Divideremo con loro il “pane quotidiano” ed il “debito buono“, per il benessere di tutti.
Le missioni di pace, il salvamento in mare, le accoglienze, la garanzia della sicurezza, la tutela della salute, l’assistenza ai meno abbienti, ai bisognosi ed ai senza fissa dimora, hanno costi elevati e se l’apparato dello Stato non usa le regole del “buon padre di famiglia”, la bancarotta è dietro l’angolo.

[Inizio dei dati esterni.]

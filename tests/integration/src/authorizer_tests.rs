//! Authorizer events as the gateway delivers them

use gate_auth::{Authorizer, AuthorizerEvent};
use gate_mcp::GatewayRequest;
use gate_test_utils::events::{TEST_METHOD_ARN, TEST_SECRET, authorizer_event, bearer};
use pretty_assertions::assert_eq;
use serde_json::json;

fn decide(event: serde_json::Value) -> serde_json::Value {
    let event: AuthorizerEvent = serde_json::from_value(event).unwrap();
    let decision = Authorizer::new(TEST_SECRET).authorize(&event);
    serde_json::to_value(decision.to_response()).unwrap()
}

#[test]
fn allow_document() {
    let document = decide(authorizer_event(Some(&bearer(TEST_SECRET)), TEST_METHOD_ARN));

    assert_eq!(
        document,
        json!({
            "principalId": "test-user",
            "policyDocument": {
                "Version": "2012-10-17",
                "Statement": [{
                    "Action": "execute-api:Invoke",
                    "Effect": "Allow",
                    "Resource": TEST_METHOD_ARN
                }]
            }
        })
    );
}

#[test]
fn wrong_token_deny_document() {
    let document = decide(authorizer_event(Some("Bearer wrong"), TEST_METHOD_ARN));

    assert_eq!(document["principalId"], "unauthorized");
    assert_eq!(document["policyDocument"]["Statement"][0]["Effect"], "Deny");
    assert_eq!(document["policyDocument"]["Statement"][0]["Resource"], TEST_METHOD_ARN);
}

#[test]
fn missing_header_deny_document() {
    let document = decide(authorizer_event(None, TEST_METHOD_ARN));

    assert_eq!(document["policyDocument"]["Statement"][0]["Effect"], "Deny");
}

#[test]
fn event_without_headers_object_is_denied() {
    let document = decide(json!({"methodArn": TEST_METHOD_ARN}));

    assert_eq!(document["principalId"], "unauthorized");
}

#[test]
fn gateway_request_carries_the_event() {
    let mut event = authorizer_event(Some(&bearer(TEST_SECRET)), TEST_METHOD_ARN);
    event["body"] = json!({"action": "list_tools"});

    let request: GatewayRequest = serde_json::from_value(event).unwrap();

    assert_eq!(request.event.method_arn, TEST_METHOD_ARN);
    assert_eq!(request.header("authorization"), Some("Bearer secret123"));
    assert_eq!(request.body, json!({"action": "list_tools"}));
}
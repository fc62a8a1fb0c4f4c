//! Tool registry storage

use std::collections::BTreeMap;
use std::sync::Arc;

use super::types::{ToolDefinition, ToolDescriptor};
use crate::audit::AuditedHandler;
use crate::{Error, Result};

/// Name-keyed set of tools, built once at startup and shared read-only.
///
/// Every handler is wrapped in an [`AuditedHandler`] when it is registered,
/// so all invocations through the registry are session-audited.
#[derive(Debug, Default)]
pub struct ToolRegistry {
    tools: BTreeMap<String, ToolDescriptor>,
}

impl ToolRegistry {
    /// Create a new empty registry.
    pub fn new() -> Self {
        Self::default()
    }

    /// Register a tool, rejecting a name that is already taken.
    pub fn register(&mut self, mut descriptor: ToolDescriptor) -> Result<()> {
        if self.tools.contains_key(&descriptor.name) {
            return Err(Error::DuplicateName(descriptor.name));
        }
        descriptor.handler = Arc::new(AuditedHandler::new(
            descriptor.name.clone(),
            descriptor.handler,
        ));
        tracing::debug!(tool = %descriptor.name, "Registered tool");
        self.tools.insert(descriptor.name.clone(), descriptor);
        Ok(())
    }

    /// Get a tool by name.
    pub fn get(&self, name: &str) -> Option<&ToolDescriptor> {
        self.tools.get(name)
    }

    /// Check if a tool is registered.
    pub fn contains(&self, name: &str) -> bool {
        self.tools.contains_key(name)
    }

    pub fn len(&self) -> usize {
        self.tools.len()
    }

    pub fn is_empty(&self) -> bool {
        self.tools.is_empty()
    }

    /// Registered tool names (sorted).
    pub fn names(&self) -> Vec<&str> {
        self.tools.keys().map(String::as_str).collect()
    }

    /// Discovery listing, sorted by name.
    pub fn definitions(&self) -> Vec<ToolDefinition> {
        self.tools.values().map(ToolDescriptor::definition).collect()
    }
}
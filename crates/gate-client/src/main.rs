//! gate-client
//!
//! Fetches an access token with the client-credentials grant and talks to a
//! toolgate endpoint with it. Logs go to stderr.

use clap::{Parser, Subcommand};
use gate_auth::TokenClaims;
use gate_client::{ClientProfile, Credentials, OAuthClient, Result, ToolApiClient, well_known_url};
use serde_json::Value;
use url::Url;

#[derive(Parser, Debug)]
#[command(name = "gate-client")]
#[command(author, version, about = "Call a toolgate endpoint with client-credentials tokens")]
struct Cli {
    /// Enable verbose logging
    #[arg(short, long, global = true)]
    verbose: bool,

    /// Which client credentials to use
    #[arg(short, long, global = true, value_enum, default_value_t = ClientProfile::All, env = "GATE_CLIENT_PROFILE")]
    profile: ClientProfile,

    /// OAuth2 token endpoint; discovered from metadata when omitted
    #[arg(long, global = true, env = "GATE_TOKEN_URL")]
    token_url: Option<Url>,

    /// Authorization server metadata document
    #[arg(long, global = true, env = "GATE_METADATA_URL")]
    metadata_url: Option<Url>,

    /// Tool endpoint
    #[arg(long, global = true, env = "GATE_API_URL")]
    api_url: Option<Url>,

    #[command(subcommand)]
    command: Commands,
}

#[derive(Subcommand, Debug)]
enum Commands {
    /// Print the authorization server metadata
    Metadata,

    /// Obtain a token and print it with its decoded claims
    Token,

    /// List the endpoint's tools
    ListTools,

    /// Invoke one tool
    Call {
        /// Tool name
        name: String,

        /// Arguments as JSON (object or array)
        #[arg(short, long, default_value = "{}")]
        args: String,

        /// Session to audit the call against
        #[arg(long)]
        session: Option<String>,
    },
}

#[tokio::main]
async fn main() {
    let cli = Cli::parse();

    if let Err(e) = gate_client::logging::init(cli.verbose) {
        eprintln!("warning: logging disabled: {e}");
    }

    if let Err(e) = run(cli).await {
        eprintln!("error: {e}");
        std::process::exit(1);
    }
}

async fn run(cli: Cli) -> Result<()> {
    let oauth = OAuthClient::new()?;

    match &cli.command {
        Commands::Metadata => {
            let url = metadata_url(&cli)?;
            let metadata = oauth.fetch_metadata(&url).await?;
            println!("{}", serde_json::to_string_pretty(&metadata)?);
        }
        Commands::Token => {
            let token = obtain_token(&cli, &oauth).await?;
            println!("Bearer {token}");
            match TokenClaims::decode(&token) {
                Ok(claims) => {
                    println!("{}", serde_json::to_string_pretty(claims.as_map())?);
                    println!("Scopes in token: {}", claims.scopes().join(" "));
                }
                Err(e) => tracing::warn!(error = %e, "Token payload is not inspectable"),
            }
        }
        Commands::ListTools => {
            let api = api_client(&cli, &oauth).await?;
            println!("{}", serde_json::to_string_pretty(&api.list_tools().await?)?);
        }
        Commands::Call {
            name,
            args,
            session,
        } => {
            let args: Value = serde_json::from_str(args)?;
            let mut api = api_client(&cli, &oauth).await?;
            if let Some(session) = session {
                api = api.with_session(session);
            }
            println!("{}", serde_json::to_string_pretty(&api.call_tool(name, args).await?)?);
        }
    }
    Ok(())
}

/// Explicit metadata URL, else the well-known document next to the API
fn metadata_url(cli: &Cli) -> Result<Url> {
    if let Some(url) = &cli.metadata_url {
        return Ok(url.clone());
    }
    match &cli.api_url {
        Some(api) => well_known_url(api),
        None => Err(gate_client::Error::config(
            "one of --metadata-url or --api-url is required",
        )),
    }
}

async fn obtain_token(cli: &Cli, oauth: &OAuthClient) -> Result<String> {
    let credentials = Credentials::from_env(cli.profile)?;
    let token_url = match &cli.token_url {
        Some(url) => url.clone(),
        None => oauth.discover_token_endpoint(&metadata_url(cli)?).await?,
    };
    Ok(oauth.request_token(&token_url, &credentials).await?.access_token)
}

async fn api_client(cli: &Cli, oauth: &OAuthClient) -> Result<ToolApiClient> {
    let endpoint = cli
        .api_url
        .clone()
        .ok_or_else(|| gate_client::Error::config("--api-url is required"))?;
    let token = obtain_token(cli, oauth).await?;
    ToolApiClient::new(endpoint, token)
}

I debiti buoni o cattivi che siano vanno onorati, “ad ogni costo”.
Proteggere gli oppressi a casa loro e spalancare le braccia ai fuggitivi costituisce un nostro sentimento umanitario, di buonsenso e morale, ma è – sopratutto – un ineludibile dovere giuridico:
“…Lo straniero, al quale sia impedito nel suo paese l’effettivo esercizio delle libertà democratiche garantite dalla Costituzione italiana, ha il diritto d’asilo nel territorio della Repubblica, secondo le condizioni stabilite dalla legge.” (art.10)
Per conciliare diritti e doveri giuridici e morali non occorrono acrobazie, essendo esercizi ai quali siamo abituati per averne sperimentato le privazioni dei diritti di libertà, con disagi, sofferenze e condizionamenti, sia nel ventennio fascista e sia durante le calamità naturali, succedutesi nel tempo, dalle Alpi alle Piramidi, dal Friuli al Belice nonché in ultimo quella da Covid-19 che ci tiene ancora uniti e litigiosi.
È proprio questo il banco di prova della nostra classe politica che evidenzia posizioni diverse e distinguo tra immigrati di serie A e quelli di serie B, tra quelli salvati a mare coi barconi di fortuna con varie peripezie e quelli privilegiati con aerei di Stato.
Non si può trattare con dittatori e terroristi, ma non si può neanche rimanere indifferenti e non attivare tutte le fonti di diplomazia europea e mondiale. I conflitti si espandono facilmente e meno facilmente svaniscono. È sotto i nostri occhi lo scacco matto dopo vent’anni di assistenza e protezione locale al popolo dell’Afghanistan.